- _Directions_: Return the lines below in which the string "crate" occurs.

#### Supplied data

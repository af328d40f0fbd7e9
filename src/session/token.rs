use chrono::{Duration, Utc};
use serde::{Deserialize, Serialize};

use crate::candidates::CandidateRecord;
use crate::utils::crypto::{create_hs256_jwt, verify_hs256_jwt};

#[derive(Debug)]
pub enum SessionError {
    Signing(String),
    InvalidToken(String),
    WrongIssuer,
    Expired,
}

impl std::fmt::Display for SessionError {
    fn fmt(&self, f: &mut std::fmt::Formatter<'_>) -> std::fmt::Result {
        match self {
            Self::Signing(msg) => write!(f, "Failed to sign session token: {msg}"),
            Self::InvalidToken(msg) => write!(f, "Invalid session token: {msg}"),
            Self::WrongIssuer => write!(f, "Session token was issued by another service"),
            Self::Expired => write!(f, "Session has expired"),
        }
    }
}

impl std::error::Error for SessionError {}

/// Claims carried by a session token
#[derive(Debug, Clone, PartialEq, Eq, Serialize, Deserialize)]
pub struct SessionClaims {
    pub iss: String,
    /// Candidate id
    pub sub: String,
    pub iat: i64,
    pub exp: i64,
    pub provider_subject: String,
    pub email: String,
    #[serde(default, skip_serializing_if = "Option::is_none")]
    pub name: Option<String>,
    #[serde(default, skip_serializing_if = "Option::is_none")]
    pub phone: Option<String>,
    pub provider_verified: bool,
}

impl SessionClaims {
    #[must_use]
    pub fn candidate_id(&self) -> &str {
        &self.sub
    }
}

/// A freshly signed session
#[derive(Debug, Clone)]
pub struct IssuedSession {
    pub token: String,
    pub claims: SessionClaims,
}

/// Signs and verifies session tokens
#[derive(Clone)]
pub struct SessionIssuer {
    secret: Vec<u8>,
    issuer: String,
    lifetime: Duration,
}

impl SessionIssuer {
    #[must_use]
    pub fn new(secret: &[u8], issuer: String, lifetime_hours: u64) -> Self {
        Self {
            secret: secret.to_vec(),
            issuer,
            lifetime: Duration::hours(i64::try_from(lifetime_hours).unwrap_or(8)),
        }
    }

    /// Session lifetime, for aligning the cookie's expiry
    #[must_use]
    pub fn lifetime(&self) -> Duration {
        self.lifetime
    }

    /// Issue a session bound to a resolved candidate
    ///
    /// `provider_subject` and `verified_email` come from the identity just
    /// verified and fill in whatever the record does not hold.
    ///
    /// # Errors
    ///
    /// Returns an error if the token cannot be signed
    pub fn issue(
        &self,
        candidate: &CandidateRecord,
        provider_subject: &str,
        verified_email: &str,
    ) -> Result<IssuedSession, SessionError> {
        let now = Utc::now();
        let claims = SessionClaims {
            iss: self.issuer.clone(),
            sub: candidate.id.clone(),
            iat: now.timestamp(),
            exp: (now + self.lifetime).timestamp(),
            provider_subject: candidate
                .provider_subject
                .clone()
                .unwrap_or_else(|| provider_subject.to_string()),
            email: candidate
                .email
                .clone()
                .unwrap_or_else(|| verified_email.to_string()),
            name: candidate.name.clone(),
            phone: candidate.phone.clone(),
            provider_verified: candidate.provider_verified,
        };

        let payload =
            serde_json::to_value(&claims).map_err(|e| SessionError::Signing(e.to_string()))?;
        let token = create_hs256_jwt(&payload, &self.secret)
            .map_err(|e| SessionError::Signing(e.to_string()))?;

        Ok(IssuedSession { token, claims })
    }

    /// Verify a session token's signature, issuer and expiry
    ///
    /// # Errors
    ///
    /// Returns an error if the token is forged, foreign or expired
    pub fn verify(&self, token: &str) -> Result<SessionClaims, SessionError> {
        let payload = verify_hs256_jwt(token, &self.secret)
            .map_err(|e| SessionError::InvalidToken(e.to_string()))?;
        let claims: SessionClaims = serde_json::from_value(payload)
            .map_err(|e| SessionError::InvalidToken(e.to_string()))?;

        if claims.iss != self.issuer {
            return Err(SessionError::WrongIssuer);
        }
        if claims.exp <= Utc::now().timestamp() {
            return Err(SessionError::Expired);
        }
        Ok(claims)
    }
}

#[cfg(test)]
mod tests {
    use super::*;
    use crate::testing::fixtures::legacy_candidate;

    fn issuer() -> SessionIssuer {
        SessionIssuer::new(b"test-session-secret-0123456789ab", "talentgate".to_string(), 8)
    }

    fn verified_candidate() -> CandidateRecord {
        let mut candidate = legacy_candidate("cand-1", "kari@example.no");
        candidate.provider_subject = Some("sub-1".to_string());
        candidate.provider_verified = true;
        candidate
    }

    #[test]
    fn test_issue_then_verify() {
        let issuer = issuer();
        let session = issuer
            .issue(&verified_candidate(), "sub-1", "kari@example.no")
            .unwrap();

        let claims = issuer.verify(&session.token).unwrap();
        assert_eq!(claims.candidate_id(), "cand-1");
        assert_eq!(claims.provider_subject, "sub-1");
        assert!(claims.provider_verified);
        assert_eq!(claims.exp - claims.iat, 8 * 3600);
    }

    #[test]
    fn test_phone_is_omitted_when_absent() {
        let session = issuer()
            .issue(&verified_candidate(), "sub-1", "kari@example.no")
            .unwrap();
        let payload = session.token.split('.').nth(1).unwrap();
        let json = String::from_utf8(
            base64::Engine::decode(&base64::engine::general_purpose::URL_SAFE_NO_PAD, payload)
                .unwrap(),
        )
        .unwrap();
        assert!(!json.contains("phone"));
    }

    #[test]
    fn test_other_secret_is_rejected() {
        let session = issuer()
            .issue(&verified_candidate(), "sub-1", "kari@example.no")
            .unwrap();
        let other = SessionIssuer::new(b"another-secret-another-secret-xx", "talentgate".to_string(), 8);

        assert!(matches!(
            other.verify(&session.token),
            Err(SessionError::InvalidToken(_))
        ));
    }

    #[test]
    fn test_foreign_issuer_is_rejected() {
        let secret = b"test-session-secret-0123456789ab";
        let foreign = SessionIssuer::new(secret, "someone-else".to_string(), 8);
        let session = foreign
            .issue(&verified_candidate(), "sub-1", "kari@example.no")
            .unwrap();

        assert!(matches!(
            issuer().verify(&session.token),
            Err(SessionError::WrongIssuer)
        ));
    }

    #[test]
    fn test_expired_session_is_rejected() {
        let expired = SessionIssuer::new(b"test-session-secret-0123456789ab", "talentgate".to_string(), 0);
        let session = expired
            .issue(&verified_candidate(), "sub-1", "kari@example.no")
            .unwrap();

        assert!(matches!(expired.verify(&session.token), Err(SessionError::Expired)));
    }

    #[test]
    fn test_verified_email_fills_missing_record_email() {
        let mut candidate = verified_candidate();
        candidate.email = None;
        let session = issuer()
            .issue(&candidate, "sub-1", "kari@example.no")
            .unwrap();
        assert_eq!(session.claims.email, "kari@example.no");
    }
}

########

- _Answer to this exercise_:
use crate::candidates::CandidateRecord;
use crate::utils::crypto::{create_hs256_jwt, verify_hs256_jwt};
    use crate::testing::fixtures::legacy_candidate;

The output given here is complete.